Derek Possee

Personal information
- Full name: Derek James Possee
- Date of birth: 14 February 1946 (age 80)
- Place of birth: Southwark, England
- Height: 5 ft 5 in (1.65 m)
- Position: Winger

Youth career
- 0000–1963: Tottenham Hotspur

Senior career*
- Years: Team / Apps / (Gls)
- 1963–1967: Tottenham Hotspur / 19 / (4)
- 1967–1973: Millwall / 223 / (79)
- 1973–1974: Crystal Palace / 53 / (13)
- 1974–1977: Leyton Orient / 80 / (11)
- 1977: St Patrick's Athletic
- 1977–1979: Vancouver Whitecaps / 53 / (17)
- Total:  / 428+ / (124+)

= Derek Possee =

English footballer

Derek James Possee (born 14 February 1946) is an English former professional footballer who played as a winger. In a professional career which lasted from 1963 to 1979, Possee made over 400 league appearances, scoring over 100 league goals. He is Millwall's third all-time leading scorer, with 87 goals in all competitions.

==Career==
Born in Southwark, Possee began his career as an apprentice at Tottenham Hotspur, before becoming a professional there. In January 1964 he scored on his debut in a 3–1 victory over Aston Villa at White Hart Lane.
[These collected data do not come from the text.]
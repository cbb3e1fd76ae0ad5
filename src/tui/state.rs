use crate::config::Theme;
use crate::flow::InteractionFlow;
use crate::model::{day_key, Todo};
use crate::selection::CalendarSelection;
use crate::tui::action::AppEvent;
use chrono::NaiveDate;
use ratatui::widgets::ListState;
use std::collections::HashSet;

#[derive(PartialEq, Clone, Copy)]
pub enum InputMode {
    Normal,
    Creating,
}

pub struct AppState {
    // Data snapshots, fed exclusively by AppEvents.
    pub day_todos: Vec<Todo>,
    pub dot_days: HashSet<String>,

    // UI State
    pub selection: CalendarSelection,
    pub flow: InteractionFlow,
    pub theme: Theme,
    pub list_state: ListState,
    pub mode: InputMode,
    pub message: String,
    pub loading: bool,

    // Input Buffer
    pub input_buffer: String,
    pub cursor_position: usize,
}

impl AppState {
    pub fn new(today: NaiveDate, theme: Theme) -> Self {
        Self {
            day_todos: vec![],
            dot_days: HashSet::new(),
            selection: CalendarSelection::new(today),
            flow: InteractionFlow::new(),
            theme,
            list_state: ListState::default(),
            mode: InputMode::Normal,
            message: "Loading...".to_string(),
            loading: true,
            input_buffer: String::new(),
            cursor_position: 0,
        }
    }

    pub fn apply_event(&mut self, event: AppEvent) {
        match event {
            AppEvent::Status(s) => {
                self.message = s;
                self.loading = false;
            }
            AppEvent::Error(s) => {
                self.message = format!("Error: {}", s);
                self.loading = false;
            }
            AppEvent::DayLoaded { day, todos } => {
                // A snapshot for a day the user has since left is stale.
                if day == self.selection.selected_day {
                    self.day_todos = todos;
                    self.clamp_list_selection();
                    self.loading = false;
                }
            }
            AppEvent::DotDays(days) => {
                self.dot_days = days;
                self.loading = false;
            }
        }
    }

    pub fn has_dot(&self, day: NaiveDate) -> bool {
        self.dot_days.contains(&day_key(day))
    }

    pub fn get_selected_todo(&self) -> Option<&Todo> {
        self.list_state.selected().and_then(|idx| self.day_todos.get(idx))
    }

    fn clamp_list_selection(&mut self) {
        let len = self.day_todos.len();
        if len == 0 {
            self.list_state.select(None);
        } else {
            let current = self.list_state.selected().unwrap_or(0);
            self.list_state.select(Some(current.min(len - 1)));
        }
    }

    // --- LIST NAVIGATION ---
    pub fn next_todo(&mut self) {
        if self.day_todos.is_empty() {
            return;
        }
        let i = match self.list_state.selected() {
            Some(i) => {
                if i >= self.day_todos.len() - 1 {
                    0
                } else {
                    i + 1
                }
            }
            None => 0,
        };
        self.list_state.select(Some(i));
    }

    pub fn previous_todo(&mut self) {
        if self.day_todos.is_empty() {
            return;
        }
        let i = match self.list_state.selected() {
            Some(i) => {
                if i == 0 {
                    self.day_todos.len() - 1
                } else {
                    i - 1
                }
            }
            None => 0,
        };
        self.list_state.select(Some(i));
    }

    // --- INPUT HELPERS ---
    pub fn move_cursor_left(&mut self) {
        let moved = self.cursor_position.saturating_sub(1);
        self.cursor_position = self.clamp_cursor(moved);
    }

    pub fn move_cursor_right(&mut self) {
        let moved = self.cursor_position.saturating_add(1);
        self.cursor_position = self.clamp_cursor(moved);
    }

    pub fn enter_char(&mut self, new_char: char) {
        let byte_idx = self
            .input_buffer
            .char_indices()
            .map(|(i, _)| i)
            .nth(self.cursor_position)
            .unwrap_or(self.input_buffer.len());
        self.input_buffer.insert(byte_idx, new_char);
        self.move_cursor_right();
    }

    pub fn delete_char(&mut self) {
        if self.cursor_position != 0 {
            let current_index = self.cursor_position;
            let before = self.input_buffer.chars().take(current_index - 1);
            let after = self.input_buffer.chars().skip(current_index);
            self.input_buffer = before.chain(after).collect();
            self.move_cursor_left();
        }
    }

    pub fn reset_input(&mut self) {
        self.input_buffer.clear();
        self.cursor_position = 0;
    }

    fn clamp_cursor(&self, new_cursor_pos: usize) -> usize {
        new_cursor_pos.clamp(0, self.input_buffer.chars().count())
    }
}

#[cfg(test)]
mod tests {
    use super::*;
    use crate::model::Importance;

    fn d(s: &str) -> NaiveDate {
        NaiveDate::parse_from_str(s, "%Y-%m-%d").unwrap()
    }

    fn todo(id: i64, date: &str) -> Todo {
        Todo {
            id,
            title: format!("todo {}", id),
            description: String::new(),
            date: d(date),
            completed: false,
            priority: 0,
            importance: Importance::Low,
        }
    }

    #[test]
    fn test_day_snapshot_for_other_day_is_ignored() {
        let mut state = AppState::new(d("2024-03-15"), Theme::Light);
        state.apply_event(AppEvent::DayLoaded {
            day: d("2024-03-10"),
            todos: vec![todo(1, "2024-03-10")],
        });
        assert!(state.day_todos.is_empty());

        state.apply_event(AppEvent::DayLoaded {
            day: d("2024-03-15"),
            todos: vec![todo(2, "2024-03-15")],
        });
        assert_eq!(state.day_todos.len(), 1);
    }

    #[test]
    fn test_dot_presence_follows_snapshot() {
        let mut state = AppState::new(d("2024-03-15"), Theme::Light);
        assert!(!state.has_dot(d("2024-03-20")));

        let mut days = HashSet::new();
        days.insert("2024-03-20".to_string());
        state.apply_event(AppEvent::DotDays(days));

        assert!(state.has_dot(d("2024-03-20")));
        assert!(!state.has_dot(d("2024-03-21")));
    }

    #[test]
    fn test_list_selection_clamped_after_shrink() {
        let mut state = AppState::new(d("2024-03-15"), Theme::Light);
        state.apply_event(AppEvent::DayLoaded {
            day: d("2024-03-15"),
            todos: vec![todo(1, "2024-03-15"), todo(2, "2024-03-15"), todo(3, "2024-03-15")],
        });
        state.list_state.select(Some(2));

        state.apply_event(AppEvent::DayLoaded {
            day: d("2024-03-15"),
            todos: vec![todo(1, "2024-03-15")],
        });
        assert_eq!(state.list_state.selected(), Some(0));
    }

    #[test]
    fn test_navigation_wraps_and_survives_empty_list() {
        let mut state = AppState::new(d("2024-03-15"), Theme::Light);
        state.next_todo();
        state.previous_todo();
        assert_eq!(state.list_state.selected(), None);

        state.day_todos = vec![todo(1, "2024-03-15"), todo(2, "2024-03-15")];
        state.next_todo();
        assert_eq!(state.list_state.selected(), Some(0));
        state.next_todo();
        assert_eq!(state.list_state.selected(), Some(1));
        state.next_todo();
        assert_eq!(state.list_state.selected(), Some(0));
    }

    #[test]
    fn test_status_event_ends_loading() {
        let mut state = AppState::new(d("2024-03-15"), Theme::Light);
        assert!(state.loading);

        // A status-only outcome (e.g. cycling an id that is not cached under
        // the selected day) must not leave the list stuck on "Loading...".
        state.apply_event(AppEvent::Status("Nothing to cycle.".to_string()));
        assert!(!state.loading);
        assert_eq!(state.message, "Nothing to cycle.");
    }

    #[test]
    fn test_cursor_clamping() {
        let mut state = AppState::new(d("2024-03-15"), Theme::Light);
        state.input_buffer = "abc".to_string();
        state.cursor_position = 0;

        for _ in 0..5 {
            state.move_cursor_right();
        }
        assert_eq!(state.cursor_position, 3);

        for _ in 0..5 {
            state.move_cursor_left();
        }
        assert_eq!(state.cursor_position, 0);
    }
}
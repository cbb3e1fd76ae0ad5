use crate::model::Todo;
use chrono::NaiveDate;
use std::collections::HashSet;

/// Requests sent from the UI loop to the network worker.
#[derive(Debug)]
pub enum Action {
    LoadMonth { anchor: NaiveDate, selected: NaiveDate },
    LoadDay(NaiveDate),
    Add { day: NaiveDate, title: String },
    Delete { id: i64, day: NaiveDate },
    Toggle { id: i64, day: NaiveDate },
    CycleImportance { id: i64, day: NaiveDate },
    Quit,
}

/// Notifications flowing back to the UI. Every cache mutation is announced
/// through these; the views never reach into the session directly.
#[derive(Debug)]
pub enum AppEvent {
    /// Fresh snapshot of one day's sequence.
    DayLoaded { day: NaiveDate, todos: Vec<Todo> },
    /// Day-keys that currently have at least one todo (drives the dots).
    DotDays(HashSet<String>),
    Status(String),
    Error(String),
}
Possee also played in the Football League for Millwall, Crystal Palace and Leyton Orient.

He signed for St Patrick's Athletic in October 1977 under Barry Bridges and scored twice on his debut on the 16th.

Possee then spent three seasons in the North American Soccer League with the Vancouver Whitecaps, helping them to win the Soccer Bowl in 1979.

Possee suffered tragedy in his post playing career life. His son Danny, aged 22, was shot and killed by police in 1992 whilst they were executing a warrant for a narcotics arrest.